Obstructive sleep apnea. Obstructive sleep apnea occurs when the throat muscles and tongue relax during sleep. This can block the opening of your airway, causing breathing to become difficult or to stop altogether. When your brain senses you aren’t getting enough oxygen, it briefly wakes
you enough to resume breathing. This cycle can repeat itself as many as 20 or 30 times an hour. For most people with obstructive sleep apnea, each awakening is so brief they are not aware it happened. Although you may not be aware that your sleep was interrupted, this condition prevents you from reaching a deep, restful sleep. Most people with obstructive sleep apnea also snore, although not everyone who snores has sleep apnea.
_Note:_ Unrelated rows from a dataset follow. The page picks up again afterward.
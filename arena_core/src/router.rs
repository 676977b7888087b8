//! Message Router - the append-only message log and its history windows.

use std::sync::Arc;

use tracing::debug;

use crate::identity::IdentityMap;
use crate::types::{Channel, Message};

/// Owns every message sent during a run.
///
/// History queries cover rounds `[max(1, current - lookback), current)`.
/// The current round is always excluded: when agents are queried, nobody
/// has acted yet this round.
pub struct MessageRouter {
    identities: Arc<IdentityMap>,
    log: Vec<Message>,
}

impl MessageRouter {
    pub fn new(identities: Arc<IdentityMap>) -> Self {
        Self {
            identities,
            log: Vec::new(),
        }
    }

    /// Appends a public message.
    pub fn add_broadcast(&mut self, round: u32, from: &str, content: &str) -> Message {
        let message = Message {
            round,
            from: self.canonical(from),
            to: None,
            content: content.to_string(),
            channel: Channel::Public,
        };
        self.log.push(message.clone());
        message
    }

    /// Appends a private message.
    ///
    /// Returns `None` (and records nothing) if `to` is not a known agent.
    pub fn add_private_message(
        &mut self,
        round: u32,
        from: &str,
        to: &str,
        content: &str,
    ) -> Option<Message> {
        let Some(to) = self.identities.resolve(to) else {
            debug!("Dropping private message from {} to unknown {}", from, to);
            return None;
        };
        let message = Message {
            round,
            from: self.canonical(from),
            to: Some(to.to_string()),
            content: content.to_string(),
            channel: Channel::Private,
        };
        self.log.push(message.clone());
        Some(message)
    }

    /// Broadcasts visible at `current_round`.
    pub fn public_messages(&self, current_round: u32, lookback: u32) -> Vec<&Message> {
        self.window(current_round, lookback)
            .filter(|m| m.channel == Channel::Public)
            .collect()
    }

    /// Private messages sent to or by `agent` visible at `current_round`.
    pub fn private_messages_for(
        &self,
        agent: &str,
        current_round: u32,
        lookback: u32,
    ) -> Vec<&Message> {
        let Some(agent) = self.identities.resolve(agent) else {
            return Vec::new();
        };
        self.window(current_round, lookback)
            .filter(|m| m.channel == Channel::Private)
            .filter(|m| m.from == agent || m.to.as_deref() == Some(agent))
            .collect()
    }

    pub fn len(&self) -> usize {
        self.log.len()
    }

    pub fn is_empty(&self) -> bool {
        self.log.is_empty()
    }

    fn window(&self, current_round: u32, lookback: u32) -> impl Iterator<Item = &Message> {
        let start = current_round.saturating_sub(lookback).max(1);
        self.log
            .iter()
            .filter(move |m| m.round >= start && m.round < current_round)
    }

    fn canonical(&self, name: &str) -> String {
        self.identities
            .resolve(name)
            .unwrap_or(name)
            .to_string()
    }
}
Central sleep apnea. Central sleep apnea is much less common than obstructive sleep apnea. This condition occurs when the brain fails to send the proper signals to the muscles that control breathing. You awake suddenly when the level of carbon dioxide in your blood rises and oxygen drops. If you have central sleep apnea, you are more likely to remember waking up than someone with obstructive sleep apnea.

Treatment

If you have symptoms of sleep apnea, you may have a test called polysomnography. During this test, you are hooked up to equipment that records a variety of body functions during sleep. Early diagnosis and treatment of sleep apnea is important, because the condition may be associated with irregular heartbeat, high blood pressure, heart attack, and stroke.

Treatment for sleep apnea varies, depending on your medical history, the physical examination, and the results of your polysomnography.
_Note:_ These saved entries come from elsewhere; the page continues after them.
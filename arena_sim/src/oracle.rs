//! Invariant oracle for simulated runs.
//!
//! The oracle knows the ground truth the core cannot see: how many units
//! the settlement authority put into circulation. It replays every round of
//! the event log and checks the economic invariants against that.

use std::collections::{HashMap, HashSet};

use arena_core::{EventLog, RoundSummary};
use serde::{Deserialize, Serialize};
use thiserror::Error;

/// A broken invariant, located by round.
#[derive(Debug, Clone, PartialEq, Eq, Error, Serialize, Deserialize)]
#[serde(tag = "kind", rename_all = "snake_case")]
pub enum Violation {
    #[error("round {round}: total {actual} differs from supply {expected}")]
    SupplyChanged { round: u32, expected: u64, actual: u64 },

    #[error("round {round}: {agent} ended at {actual}, transfers imply {expected}")]
    BalanceMismatch {
        round: u32,
        agent: String,
        expected: i128,
        actual: u64,
    },

    #[error("round {round}: {agent} eliminated more than once")]
    DoubleElimination { round: u32, agent: String },

    #[error("round {round}: rounds out of order (previous {previous})")]
    RoundOrder { round: u32, previous: u32 },
}

/// Checks conservation, per-agent accounting, elimination monotonicity
/// and round ordering.
pub struct InvariantOracle {
    expected_supply: u64,
}

impl InvariantOracle {
    /// `expected_supply` is the sum of all balances once setup funded them.
    pub fn new(expected_supply: u64) -> Self {
        Self { expected_supply }
    }

    pub fn check(&self, log: &EventLog) -> Vec<Violation> {
        let mut violations = Vec::new();
        let mut eliminated: HashSet<&str> = HashSet::new();
        let mut previous = 0;

        for round in log.rounds() {
            if round.round <= previous {
                violations.push(Violation::RoundOrder {
                    round: round.round,
                    previous,
                });
            }
            previous = round.round;

            for total in [round.total_before(), round.total_after()] {
                if total != self.expected_supply {
                    violations.push(Violation::SupplyChanged {
                        round: round.round,
                        expected: self.expected_supply,
                        actual: total,
                    });
                }
            }

            violations.extend(check_accounting(round));

            for agent in &round.newly_eliminated {
                if !eliminated.insert(agent.as_str()) {
                    violations.push(Violation::DoubleElimination {
                        round: round.round,
                        agent: agent.clone(),
                    });
                }
            }
        }
        violations
    }
}

/// Each agent's after-balance must equal before, minus applied outgoing,
/// plus applied incoming transfers. Rejected transfers move nothing.
fn check_accounting(round: &RoundSummary) -> Vec<Violation> {
    let mut expected: HashMap<&str, i128> = round
        .balances_before
        .iter()
        .map(|b| (b.agent.as_str(), b.balance as i128))
        .collect();

    for transfer in round.applied_transfers() {
        *expected.entry(transfer.from.as_str()).or_default() -= transfer.amount as i128;
        *expected.entry(transfer.to.as_str()).or_default() += transfer.amount as i128;
    }

    round
        .balances_after
        .iter()
        .filter_map(|b| {
            let expected = expected.get(b.agent.as_str()).copied().unwrap_or(0);
            (expected != b.balance as i128).then(|| Violation::BalanceMismatch {
                round: round.round,
                agent: b.agent.clone(),
                expected,
                actual: b.balance,
            })
        })
        .collect()
}

#[cfg(test)]
mod tests {
    use super::*;
    use arena_core::{AgentBalance, Transfer, TransferOutcome};
    use proptest::prelude::*;

    fn balances(values: &[u64]) -> Vec<AgentBalance> {
        values
            .iter()
            .enumerate()
            .map(|(i, &balance)| AgentBalance {
                agent: format!("Agent-{}", i + 1),
                balance,
            })
            .collect()
    }

    fn round(n: u32, before: &[u64], after: &[u64], transfers: Vec<Transfer>) -> RoundSummary {
        RoundSummary {
            round: n,
            balances_before: balances(before),
            balances_after: balances(after),
            actions: Vec::new(),
            transfers,
            messages: Vec::new(),
            newly_eliminated: Vec::new(),
            failed_queries: Vec::new(),
        }
    }

    fn applied(from: &str, to: &str, amount: u64) -> Transfer {
        Transfer {
            round: 1,
            from: from.into(),
            to: to.into(),
            amount,
            outcome: TransferOutcome::Applied,
        }
    }

    #[test]
    fn test_clean_log_has_no_violations() {
        let mut log = EventLog::new();
        log.append(round(1, &[100, 100], &[70, 130], vec![applied("Agent-1", "Agent-2", 30)]));
        log.append(round(2, &[70, 130], &[70, 130], Vec::new()));

        assert!(InvariantOracle::new(200).check(&log).is_empty());
    }

    #[test]
    fn test_detects_leaked_units() {
        let mut log = EventLog::new();
        log.append(round(1, &[100, 100], &[100, 90], Vec::new()));

        let violations = InvariantOracle::new(200).check(&log);
        assert!(violations.contains(&Violation::SupplyChanged {
            round: 1,
            expected: 200,
            actual: 190
        }));
        assert!(violations
            .iter()
            .any(|v| matches!(v, Violation::BalanceMismatch { agent, .. } if agent == "Agent-2")));
    }

    #[test]
    fn test_detects_unrecorded_transfer() {
        let mut log = EventLog::new();
        log.append(round(1, &[100, 100], &[50, 150], Vec::new()));

        let violations = InvariantOracle::new(200).check(&log);
        assert_eq!(violations.len(), 2);
        assert_eq!(
            violations[0].to_string(),
            "round 1: Agent-1 ended at 50, transfers imply 100"
        );
    }

    #[test]
    fn test_detects_double_elimination_and_order() {
        let mut log = EventLog::new();
        let mut first = round(1, &[0, 200], &[0, 200], Vec::new());
        first.newly_eliminated = vec!["Agent-1".into()];
        let mut second = first.clone();
        second.round = 1;
        log.append(first);
        log.append(second);

        let violations = InvariantOracle::new(200).check(&log);
        assert!(violations.contains(&Violation::RoundOrder { round: 1, previous: 1 }));
        assert!(violations.contains(&Violation::DoubleElimination {
            round: 1,
            agent: "Agent-1".into()
        }));
    }

    proptest! {
        #[test]
        fn prop_affordable_transfers_keep_log_clean(
            moves in prop::collection::vec((0usize..4, 0usize..4, 0u64..200), 0..60)
        ) {
            let mut current = vec![100u64; 4];
            let mut log = EventLog::new();

            for (i, chunk) in moves.chunks(3).enumerate() {
                let before = current.clone();
                let mut transfers = Vec::new();
                for &(from, to, amount) in chunk {
                    if from == to || amount == 0 || amount > current[from] {
                        continue;
                    }
                    current[from] -= amount;
                    current[to] += amount;
                    transfers.push(applied(
                        &format!("Agent-{}", from + 1),
                        &format!("Agent-{}", to + 1),
                        amount,
                    ));
                }
                log.append(round(i as u32 + 1, &before, &current, transfers));
            }

            prop_assert!(InvariantOracle::new(400).check(&log).is_empty());
        }
    }
}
The most common treatment for sleep apnea is continuous positive airway pressure (CPAP). In this treatment you wear a mask over your nose during sleep, and pressure from an air blower forces air through the nasal passages. The air pressure is adjusted so it is just enough to prevent your throat from collapsing during sleep.

Some people who have sleep apnea may need surgery. Several surgical procedures can be used to increase the size of the airway. This may include the correction of structural deformities or the removal of:

  • Adenoids and tonsils (especially in children)
  • Nasal polyps (noncancerous tumors) or other growths
  • Excess tissue in the airway

Self-Care

If you have obstructive sleep apnea, there are several steps you can take that may help your condition.

  • Lose excess weight. Even a 10-percent weight loss can reduce the occurrence of sleep apnea.
  • If you usually sleep on your back, try sleeping on your side. Special pillows and other devices are available to help you sleep in a side position.
  • Don’t use alcohol, tobacco, or sleeping pills. They can make the airway more likely to collapse during sleep and prolong the apneic periods. Sleeping pills or sedatives can prevent you from waking up enough to breathe.